The evidence adduced by the Applicant is to the effect that the overall area of
the development site is 3.9 acres, the area in issue measuring about 0.75
acres. The evidence adduced by the Corporation is that overall the development
site comprises 4.176 acres, whereas the area in issue measures 0.58 acres. It
is not necessary to resolve this conflict of fact and, in any event, it would
be inappropriate to attempt to do so on this application.
7. The
Applicant contends that this letter was not put on the Corporation's planning
file, which by law is required to be open for public inspection, until 11th
June, 1997. This contention is not controverted by the Corporation and the
documentary evidence adduced on this application supports the Applicant's
contention. While the letter to the developer post-dated the developer's
application by more than four months, Martina Moloney, the Assistant Town
Clerk, averred in an affidavit sworn by her on this application on 24th
November, 1997 that the developer's application was made with the approval of
the Corporation from the outset, to ensure that if a development took place it
would incorporate the area in issue "in the interests of proper planning and
development".
8. At
the hearing of the application, I indicated that, having regard to the decision
of the Supreme Court in
McDaid
-v- Judge Sheehy
[1991] 1 I.R. 1, I would give my decision as to whether the Applicant has
established that there are substantial grounds for contending that the decision
of the Board to grant planning permission is invalid on a ground that does not
raise a question of constitutional validity in this judgment and I deferred
consideration of the constitutionality of section 14(8) of the Act of 1976
until after this judgment. That ruling was made notwithstanding that Mr.

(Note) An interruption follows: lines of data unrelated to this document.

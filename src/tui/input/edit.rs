use crossterm::event::{KeyCode, KeyEvent};

use crate::tui::app::App;

use super::common;

/// Inline edit of the selected task's text. Enter commits (a blank
/// buffer is discarded and the original kept); Esc abandons the edit.
pub(super) fn handle_edit(app: &mut App, key: KeyEvent) {
    match key.code {
        KeyCode::Enter => app.commit_edit(),
        KeyCode::Esc => app.cancel_edit(),

        KeyCode::Char(c) => {
            common::insert_char(&mut app.edit_buffer, &mut app.edit_cursor, c);
        }
        KeyCode::Backspace => {
            common::delete_back(&mut app.edit_buffer, &mut app.edit_cursor);
        }
        KeyCode::Delete => {
            common::delete_forward(&mut app.edit_buffer, &mut app.edit_cursor);
        }
        KeyCode::Left => {
            app.edit_cursor = common::prev_boundary(&app.edit_buffer, app.edit_cursor);
        }
        KeyCode::Right => {
            app.edit_cursor = common::next_boundary(&app.edit_buffer, app.edit_cursor);
        }
        KeyCode::Home => app.edit_cursor = 0,
        KeyCode::End => app.edit_cursor = app.edit_buffer.len(),
        _ => {}
    }
}
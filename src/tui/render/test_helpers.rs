use ratatui::Terminal;
use ratatui::backend::TestBackend;

use crate::config::Config;
use crate::notify::{Notifier, Permission};
use crate::store::MemStore;
use crate::tui::app::App;

pub const TERM_W: u16 = 80;
pub const TERM_H: u16 = 24;

/// Notifier that always grants and swallows every notification
pub struct SilentNotifier;

impl Notifier for SilentNotifier {
    fn request_permission(&mut self) -> Permission {
        Permission::Granted
    }

    fn show(&mut self, _title: &str, _body: &str) {}
}

/// An app over an in-memory store with no captured install signal
pub fn app_for_test() -> App {
    App::new(
        Box::new(MemStore::new()),
        &Config::default(),
        Box::new(SilentNotifier),
        None,
    )
}

/// Render the full frame into an in-memory buffer and return plain text
/// (no styles), trailing blanks trimmed.
pub fn render_to_string(app: &mut App, w: u16, h: u16) -> String {
    let backend = TestBackend::new(w, h);
    let mut terminal = Terminal::new(backend).unwrap();
    terminal
        .draw(|frame| super::render(frame, app))
        .unwrap();

    let buf = terminal.backend().buffer().clone();
    let w = buf.area.width as usize;
    let lines: Vec<String> = buf
        .content
        .chunks(w)
        .map(|row| {
            let s: String = row.iter().map(|cell| cell.symbol()).collect();
            s.trim_end().to_string()
        })
        .collect();

    let end = lines
        .iter()
        .rposition(|l| !l.is_empty())
        .map_or(0, |i| i + 1);
    lines[..end].join("\n")
}

#[cfg(test)]
mod tests {
    use chrono::Local;

    use crate::model::Priority;
    use crate::tui::app::Mode;

    use super::*;

    #[test]
    fn empty_collection_shows_empty_state() {
        let mut app = app_for_test();
        let screen = render_to_string(&mut app, TERM_W, TERM_H);
        assert!(screen.contains("No tasks yet"));
        assert!(screen.contains("press a to add one"));
        assert!(screen.contains("0% completed"));
    }

    #[test]
    fn tasks_render_under_their_buckets() {
        let mut app = app_for_test();
        let today = Local::now().date_naive();
        app.tasks
            .add(&mut *app.kv, "due now", Priority::High, Some(today))
            .unwrap();
        app.tasks
            .add(
                &mut *app.kv,
                "later on",
                Priority::Low,
                Some(today.succ_opt().unwrap()),
            )
            .unwrap();
        app.tasks
            .add(&mut *app.kv, "someday", Priority::Medium, None)
            .unwrap();

        let screen = render_to_string(&mut app, TERM_W, TERM_H);
        let today_at = screen.find("Today").unwrap();
        let upcoming_at = screen.find("Upcoming").unwrap();
        let nodate_at = screen.find("No Due Date").unwrap();
        assert!(today_at < upcoming_at && upcoming_at < nodate_at);

        assert!(screen.find("due now").unwrap() > today_at);
        assert!(screen.find("later on").unwrap() > upcoming_at);
        assert!(screen.find("someday").unwrap() > nodate_at);
        assert!(screen.contains("3 Tasks"));
        assert!(screen.contains("0 Done"));
    }

    #[test]
    fn progress_and_counters_follow_completion() {
        let mut app = app_for_test();
        app.tasks
            .add(&mut *app.kv, "one", Priority::Low, None)
            .unwrap();
        app.tasks
            .add(&mut *app.kv, "two", Priority::Low, None)
            .unwrap();
        app.cursor = 0;
        app.toggle_selected();

        let screen = render_to_string(&mut app, TERM_W, TERM_H);
        assert!(screen.contains("1 Done"));
        assert!(screen.contains("50% completed"));
    }

    #[test]
    fn confirm_popup_names_the_pending_task() {
        let mut app = app_for_test();
        app.tasks
            .add(&mut *app.kv, "doomed task", Priority::Low, None)
            .unwrap();
        app.request_delete_selected();

        let screen = render_to_string(&mut app, TERM_W, TERM_H);
        assert!(screen.contains("Delete task?"));
        assert!(screen.contains("doomed task"));
        assert!(screen.contains("y delete"));
    }

    #[test]
    fn add_form_appears_in_add_mode() {
        let mut app = app_for_test();
        app.start_add();
        app.add_form.text = "half".into();
        app.add_form.text_cursor = app.add_form.text.len();

        let screen = render_to_string(&mut app, TERM_W, TERM_H);
        assert!(screen.contains("Add Task"));
        assert!(screen.contains("half"));
        assert!(screen.contains("priority:"));
    }

    #[test]
    fn edit_buffer_replaces_task_text_while_editing() {
        let mut app = app_for_test();
        app.tasks
            .add(&mut *app.kv, "committed text", Priority::Low, None)
            .unwrap();
        app.start_edit();
        app.edit_buffer = "draft text".into();
        app.edit_cursor = app.edit_buffer.len();
        assert_eq!(app.mode, Mode::Edit);

        let screen = render_to_string(&mut app, TERM_W, TERM_H);
        assert!(screen.contains("draft text"));
        assert!(!screen.contains("committed text"));
    }

    #[test]
    fn help_overlay_lists_bindings() {
        let mut app = app_for_test();
        app.show_help = true;
        let screen = render_to_string(&mut app, TERM_W, TERM_H);
        assert!(screen.contains("Key Bindings"));
        assert!(screen.contains("Cycle theme"));
    }

    #[test]
    fn status_row_shows_toggle_states() {
        let mut app = app_for_test();
        let screen = render_to_string(&mut app, TERM_W, TERM_H);
        assert!(screen.contains("theme:system"));
        assert!(screen.contains("notify:off"));

        app.cycle_theme();
        app.toggle_notifications();
        let screen = render_to_string(&mut app, TERM_W, TERM_H);
        assert!(screen.contains("theme:light"));
        assert!(screen.contains("notify:on"));
    }
}
use std::fs::OpenOptions;
use std::path::{Path, PathBuf};
use std::sync::Mutex;

use clap::Parser;
use tracing_subscriber::EnvFilter;

#[derive(Parser)]
#[command(name = "sl", version, about = "A terminal task list with day buckets")]
struct Cli {
    /// Directory for the store, config, and log
    /// (defaults to the platform data dir)
    #[arg(long, value_name = "DIR")]
    data_dir: Option<PathBuf>,
}

fn main() {
    let cli = Cli::parse();
    let data_dir = cli.data_dir.unwrap_or_else(default_data_dir);

    // Logging goes to a file so it never touches the alternate screen;
    // a failed init just means no logs.
    let _ = init_tracing(&data_dir);

    if let Err(e) = slate::tui::run(&data_dir) {
        eprintln!("error: {}", e);
        std::process::exit(1);
    }
}

fn default_data_dir() -> PathBuf {
    dirs::data_dir()
        .unwrap_or_else(|| PathBuf::from("."))
        .join("slate")
}

fn init_tracing(data_dir: &Path) -> std::io::Result<()> {
    std::fs::create_dir_all(data_dir)?;
    let file = OpenOptions::new()
        .create(true)
        .append(true)
        .open(data_dir.join("slate.log"))?;

    let env_filter =
        EnvFilter::try_from_default_env().unwrap_or_else(|_| EnvFilter::new("warn"));

    let _ = tracing_subscriber::fmt()
        .with_env_filter(env_filter)
        .with_writer(Mutex::new(file))
        .with_ansi(false)
        .try_init();
    Ok(())
}
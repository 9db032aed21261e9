mod add;
mod common;
mod confirm;
mod edit;
mod navigate;

use crossterm::event::{KeyCode, KeyEvent};

use super::app::{App, Mode};

/// Handle a key event in the current mode
pub fn handle_key(app: &mut App, key: KeyEvent) {
    // Ignore bare modifier key presses (Shift, Ctrl, Alt, etc.)
    if matches!(key.code, KeyCode::Modifier(_)) {
        return;
    }

    match app.mode {
        Mode::Navigate => navigate::handle_navigate(app, key),
        Mode::Add => add::handle_add(app, key),
        Mode::Edit => edit::handle_edit(app, key),
        Mode::Confirm => confirm::handle_confirm(app, key),
    }
}
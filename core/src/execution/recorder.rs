//! Step recording shared by every search variant
//!
//! Algorithms never build step records themselves: they report what they
//! examined to a `StepRecorder`, which stamps ordinals, counts comparisons
//! and remembers the match position. The recorder knows nothing about who
//! consumes the steps, so replay and benchmarking share one code path.

use std::time::Duration;

use serde::{Deserialize, Serialize};

use crate::algorithm::traits::{Position, StepOutcome};

/// One immutable trace entry
#[derive(Debug, Clone, PartialEq, Eq, Serialize, Deserialize)]
pub struct SearchStep<T> {
    /// 1-based, strictly increasing within a trace
    pub ordinal: usize,

    /// Examined position; absent for `exhausted`
    pub position: Option<Position>,

    /// Examined value; absent for `exhausted`
    pub value: Option<T>,

    pub outcome: StepOutcome,
}

/// Final verdict of one search
#[derive(Debug, Clone, PartialEq, Eq, Serialize, Deserialize)]
pub struct SearchResult {
    pub found: bool,

    /// Present iff `found`
    pub position: Option<Position>,

    /// Number of non-`exhausted` steps
    pub comparisons: usize,

    /// End-to-end time over the drained trace
    pub elapsed: Duration,
}

/// Ordinal and comparison bookkeeping for a single trace
#[derive(Debug, Default)]
pub struct StepRecorder {
    emitted: usize,
    comparisons: usize,
    matched: Option<Position>,
    finished: bool,
}

impl StepRecorder {
    pub fn new() -> Self {
        Self::default()
    }

    /// Records a comparison against `value` at `position`
    pub fn record<T: Clone>(&mut self, position: Position, value: &T, outcome: StepOutcome) -> SearchStep<T> {
        debug_assert!(!self.finished, "step recorded after terminal step");
        debug_assert!(outcome.is_comparison());

        self.comparisons += 1;
        if outcome == StepOutcome::Match {
            self.matched = Some(position);
            self.finished = true;
        }
        self.stamp(Some(position), Some(value.clone()), outcome)
    }

    /// Records the terminal step of an unsuccessful search
    pub fn exhausted<T>(&mut self) -> SearchStep<T> {
        debug_assert!(!self.finished, "step recorded after terminal step");

        self.finished = true;
        self.stamp(None, None, StepOutcome::Exhausted)
    }

    fn stamp<T>(&mut self, position: Option<Position>, value: Option<T>, outcome: StepOutcome) -> SearchStep<T> {
        self.emitted += 1;
        SearchStep {
            ordinal: self.emitted,
            position,
            value,
            outcome,
        }
    }

    #[inline]
    pub fn comparisons(&self) -> usize {
        self.comparisons
    }

    #[inline]
    pub fn emitted(&self) -> usize {
        self.emitted
    }

    #[inline]
    pub fn is_finished(&self) -> bool {
        self.finished
    }

    /// Builds the result for everything recorded so far
    pub fn result(&self, elapsed: Duration) -> SearchResult {
        SearchResult {
            found: self.matched.is_some(),
            position: self.matched,
            comparisons: self.comparisons,
            elapsed,
        }
    }
}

Macken, on behalf of the developer, objected on the ground that a piecemeal
approach to the hearing of the application would be prejudicial to the
developer who has already commenced the development. I will return to this
topic later.
9. In
the Applicant's Statement it is claimed that the planning permission dated 25th
June, 1997 is void and should be quashed on forty-five grounds that do not
raise any question of constitutional validity of a statutory provision. In the
written submissions furnished on behalf of the Applicant these grounds have
been helpfully subsumed under two broad headings: grounds which relate to the
planning application; and grounds which relate to the conduct of the Board in
processing and adjudicating on the appeal. On behalf of the Applicant, Mr.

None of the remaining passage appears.